Stored items
★ ★ ★ ★ ★

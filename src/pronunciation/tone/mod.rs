pub mod features;
pub mod rules;

use serde::{Deserialize, Serialize};
use tracing::debug;

use crate::config::ToneConfig;
use crate::types::PitchTrack;

pub use features::ToneFeatures;

/// Mandarin tone category. Serialized as its number.
#[derive(Debug, Clone, Copy, PartialEq, Eq, Hash, Serialize, Deserialize)]
#[serde(into = "u8", try_from = "u8")]
pub enum ToneLabel {
    Neutral = 0,
    HighLevel = 1,
    Rising = 2,
    Dipping = 3,
    Falling = 4,
}

impl ToneLabel {
    pub fn number(self) -> u8 {
        self as u8
    }
}

impl From<ToneLabel> for u8 {
    fn from(label: ToneLabel) -> Self {
        label.number()
    }
}

impl TryFrom<u8> for ToneLabel {
    type Error = String;

    fn try_from(value: u8) -> Result<Self, Self::Error> {
        match value {
            0 => Ok(Self::Neutral),
            1 => Ok(Self::HighLevel),
            2 => Ok(Self::Rising),
            3 => Ok(Self::Dipping),
            4 => Ok(Self::Falling),
            other => Err(format!("tone must be between 0 and 4, got {other}")),
        }
    }
}

/// Classification of one pitch segment.
#[derive(Debug, Clone, PartialEq, Serialize)]
pub struct ToneObservation {
    pub label: ToneLabel,
    pub confidence: f64,
    #[serde(skip_serializing_if = "Option::is_none")]
    pub features: Option<ToneFeatures>,
    pub rule: &'static str,
}

impl ToneObservation {
    fn unknown(label: ToneLabel) -> Self {
        Self {
            label,
            confidence: 0.0,
            features: None,
            rule: "insufficient_samples",
        }
    }
}

#[derive(Debug, Clone, Copy, PartialEq, Eq, Serialize)]
#[serde(rename_all = "lowercase")]
pub enum MatchKind {
    Exact,
    Partial,
    Mismatch,
}

#[derive(Debug, Clone, Copy, PartialEq, Serialize)]
pub struct ToneMatch {
    pub similarity: f64,
    pub is_match: bool,
    pub kind: MatchKind,
}

/// Detected versus expected tone of one syllable.
#[derive(Debug, Clone, PartialEq, Serialize)]
pub struct SyllableTone {
    pub index: usize,
    pub start: f64,
    pub end: f64,
    pub expected: ToneLabel,
    pub detected: ToneObservation,
    pub comparison: ToneMatch,
}

#[derive(Debug, Clone, Default, PartialEq, Serialize)]
pub struct ToneAnalysis {
    pub syllables: Vec<SyllableTone>,
    /// Confidence- and importance-weighted similarity in [0, 1].
    pub accuracy: f64,
}

#[derive(Debug, Clone, Default)]
pub struct ToneClassifier {
    config: ToneConfig,
}

impl ToneClassifier {
    pub fn new(config: ToneConfig) -> Self {
        Self { config }
    }

    /// Classifies a segment of Hz values sampled at `times`.
    pub fn classify(&self, values: &[f64], times: &[f64]) -> ToneObservation {
        let Some(features) = ToneFeatures::extract(values, times, self.config.min_span_octaves)
        else {
            return ToneObservation::unknown(ToneLabel::HighLevel);
        };
        let (label, confidence, rule) = rules::evaluate(&features, &self.config);
        ToneObservation {
            label,
            confidence,
            features: Some(features),
            rule,
        }
    }

    pub fn compare(&self, detected: ToneLabel, expected: ToneLabel) -> ToneMatch {
        if detected == expected {
            return ToneMatch {
                similarity: 1.0,
                is_match: true,
                kind: MatchKind::Exact,
            };
        }
        let similarity = tone_similarity(detected, expected);
        ToneMatch {
            similarity,
            is_match: false,
            kind: if similarity > 0.2 {
                MatchKind::Partial
            } else {
                MatchKind::Mismatch
            },
        }
    }

    /// Splits the voiced part of `track` into one equal-duration segment per
    /// expected tone and classifies each.
    pub fn analyze(&self, track: &PitchTrack, expected: &[ToneLabel]) -> ToneAnalysis {
        if expected.is_empty() {
            return ToneAnalysis::default();
        }
        let (times, values): (Vec<f64>, Vec<f64>) = track
            .samples()
            .iter()
            .filter_map(|s| s.frequency.map(|f| (s.time, f)))
            .unzip();
        let (first, last) = match (times.first(), times.last()) {
            (Some(first), Some(last)) => (*first, *last),
            _ => (0.0, 0.0),
        };
        let segment_len = (last - first) / expected.len() as f64;
        let count = expected.len();

        let syllables: Vec<SyllableTone> = expected
            .iter()
            .enumerate()
            .map(|(index, &expected)| {
                let is_last = index + 1 == count;
                let start = first + segment_len * index as f64;
                let end = if is_last { last } else { start + segment_len };
                // The final segment keeps its closing sample.
                let (seg_times, seg_values): (Vec<f64>, Vec<f64>) = times
                    .iter()
                    .zip(&values)
                    .filter(|(t, _)| **t >= start && (**t < end || (is_last && **t <= end)))
                    .map(|(t, v)| (*t, *v))
                    .unzip();
                let detected = if seg_values.len() < 2 {
                    ToneObservation::unknown(ToneLabel::Neutral)
                } else {
                    self.classify(&seg_values, &seg_times)
                };
                let comparison = self.compare(detected.label, expected);
                SyllableTone {
                    index,
                    start,
                    end,
                    expected,
                    detected,
                    comparison,
                }
            })
            .collect();
        let accuracy = self.accuracy(&syllables);
        debug!(syllables = syllables.len(), accuracy, "analyzed syllable tones");
        ToneAnalysis {
            syllables,
            accuracy,
        }
    }

    /// Σ similarity·confidence·weight / Σ weight over all syllables, where
    /// the weight is the importance of the expected tone.
    pub fn accuracy(&self, syllables: &[SyllableTone]) -> f64 {
        let (weighted, total_weight) =
            syllables
                .iter()
                .fold((0.0, 0.0), |(weighted, total), syllable| {
                    let weight = self.importance(syllable.expected);
                    (
                        weighted
                            + syllable.comparison.similarity
                                * syllable.detected.confidence
                                * weight,
                        total + weight,
                    )
                });
        if total_weight > 0.0 {
            (weighted / total_weight).clamp(0.0, 1.0)
        } else {
            0.0
        }
    }

    pub fn importance(&self, label: ToneLabel) -> f64 {
        let weights = &self.config.importance;
        match label {
            ToneLabel::Neutral => weights.neutral,
            ToneLabel::HighLevel => weights.high_level,
            ToneLabel::Rising => weights.rising,
            ToneLabel::Dipping => weights.dipping,
            ToneLabel::Falling => weights.falling,
        }
    }
}

/// Symmetric similarity of two different tones.
pub fn tone_similarity(a: ToneLabel, b: ToneLabel) -> f64 {
    let key = (a.number().min(b.number()), a.number().max(b.number()));
    match key {
        (x, y) if x == y => 1.0,
        (1, 2) => 0.3,
        (1, 3) | (1, 4) => 0.2,
        (2, 3) => 0.4,
        (2, 4) => 0.1,
        (3, 4) => 0.3,
        _ => 0.0,
    }
}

★ ★ ★ ★ ★

→ **BRIEF**: Give back precisely the lines above that start at the line containing "let (seg_times, seg_values): (Vec<f64>, Vec<f64>)" and end at the line containing "let detected = if", inclusive. No other lines belong in the output.

→ **RESULT OF THE TASK**:
                let (seg_times, seg_values): (Vec<f64>, Vec<f64>) = times
                    .iter()
                    .zip(&values)
                    .filter(|(t, _)| **t >= start && (**t < end || (is_last && **t <= end)))
                    .map(|(t, v)| (*t, *v))
                    .unzip();
                let detected = if seg_values.len() < 2 {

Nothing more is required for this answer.